Advice needed: text summarization via a pre-trained model on a local computer #587

JeeDevUser · 2024-11-24T20:05:35Z

Hello everyone, I intend to do text summarization using some (any) pretrained model, which I would load from the local computer.

If something like this is possible, I am interested in:

which model is suitable for that
where can I download it from.
how do I load it and do the summarization

Any help/online resource/... is welcome

Craigacp · 2024-11-25T03:12:31Z

There aren't many pretrained TF models for summarization on Hugging Face, and I think those models tend to be saved in Keras format anyway so will need converting into TF SavedModel format before they can be used with TF Java. I'd probably start with something like this - https://huggingface.co/google/flan-t5-large, but you could also use a decoder-only model (i.e. an LLM) though there aren't many of those in TF or Keras h5 format either (maybe Google's gemma model?). You'll need to load in the tokenizer (which for T5 is sentencepiece) and then tokenize the inputs, before passing them into TF-Java to get the output predicted token, loop it back around and keep predicting until you hit a termination condition (like </s> or a fixed token count).

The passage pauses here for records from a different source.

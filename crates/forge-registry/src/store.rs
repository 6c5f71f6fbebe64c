use std::collections::HashMap;
use std::path::{Path, PathBuf};

use forge_core::{ArtifactType, ModelId, ModelInfo, ModelRouting, Result};
use parking_lot::RwLock;
use serde::{Deserialize, Serialize};

#[derive(Debug, Default, Serialize, Deserialize)]
struct RegistrySnapshot {
    models: HashMap<String, ModelInfo>,
    routings: HashMap<String, ModelRouting>,
}

/// Persisted registry state: known models keyed by `ModelId::as_str()`, and
/// the current routing per artifact type, keyed by `ArtifactType::value()`.
pub struct RegistryStore {
    models: RwLock<HashMap<String, ModelInfo>>,
    routings: RwLock<HashMap<String, ModelRouting>>,
    path: Option<PathBuf>,
}

impl RegistryStore {
    pub fn new() -> Self {
        Self {
            models: RwLock::new(HashMap::new()),
            routings: RwLock::new(HashMap::new()),
            path: None,
        }
    }

    pub fn load(path: impl AsRef<Path>) -> Result<Self> {
        let path = path.as_ref().to_path_buf();
        if !path.exists() {
            return Ok(Self {
                models: RwLock::new(HashMap::new()),
                routings: RwLock::new(HashMap::new()),
                path: Some(path),
            });
        }
        let content = std::fs::read_to_string(&path)?;
        let snapshot: RegistrySnapshot = serde_json::from_str(&content)?;
        Ok(Self {
            models: RwLock::new(snapshot.models),
            routings: RwLock::new(snapshot.routings),
            path: Some(path),
        })
    }

    pub fn persist(&self) -> Result<()> {
        let Some(path) = &self.path else { return Ok(()) };
        let snapshot = RegistrySnapshot {
            models: self.models.read().clone(),
            routings: self.routings.read().clone(),
        };
        let content = serde_json::to_string_pretty(&snapshot)?;
        let tmp = path.with_extension("json.tmp");
        std::fs::write(&tmp, content)?;
        std::fs::rename(&tmp, path)?;
        Ok(())
    }

    pub fn upsert_model(&self, info: ModelInfo) -> Result<()> {
        self.models.write().insert(info.id.as_str(), info);
        self.persist()
    }

    pub fn model(&self, id: &ModelId) -> Option<ModelInfo> {
        self.models.read().get(&id.as_str()).cloned()
    }

    pub fn list_models(&self) -> Vec<ModelInfo> {
        self.models.read().values().cloned().collect()
    }

    pub fn routing(&self, artifact_type: &ArtifactType) -> Option<ModelRouting> {
        self.routings.read().get(&artifact_type.value()).cloned()
    }

    pub fn set_routing(&self, routing: ModelRouting) -> Result<()> {
        self.routings
            .write()
            .insert(routing.artifact_type.value(), routing);
        self.persist()
    }
}

impl Default for RegistryStore {
    fn default() -> Self {
        Self::new()
    }
}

To be honest, it might be simpler to use jlama or llama3.java and use a pre-trained llama 3 checkpoint. Those models are fairly good at summarization and the libraries already have tokenization and the token generation loop sorted which you'd need to implement on top of TF-Java. I don't think either of them support GPUs, so it depends how big your workload is in terms of batch size and latency.

JeeDevUser · 2024-11-25T10:59:21Z

@Craigacp, thanks for advice!

If I understand correctly, the tokenizer I would have to use is Sentencepiece (I would try with pegasus-xsum pretrained, but it uses the same tokenizer, so it doesn't matter) in order to tokenize inputs.

At this moment, I generate the savedModel format from the pagesus-xsum model (=got the .pb and/variables files etc....)

Now I wonder, if TensorFlow Java API supports SentencePiece somehow or not?
Maybe the question doesn't make sense (I'm still new to this) - mainly, is there a way to somehow use this tokenizer kind of tokenizer for tokenization... I want to avoid any dependency on Python in the runtime, so I'm only interested in a pure Java implementation...huh?

JeeDevUser · 2024-11-25T12:50:47Z

...and, for example, DeepJavaLibrary (DJL) have the Sentencepiece implementation
I wonder, could I use it to tokenize input, before passing them to TF Java?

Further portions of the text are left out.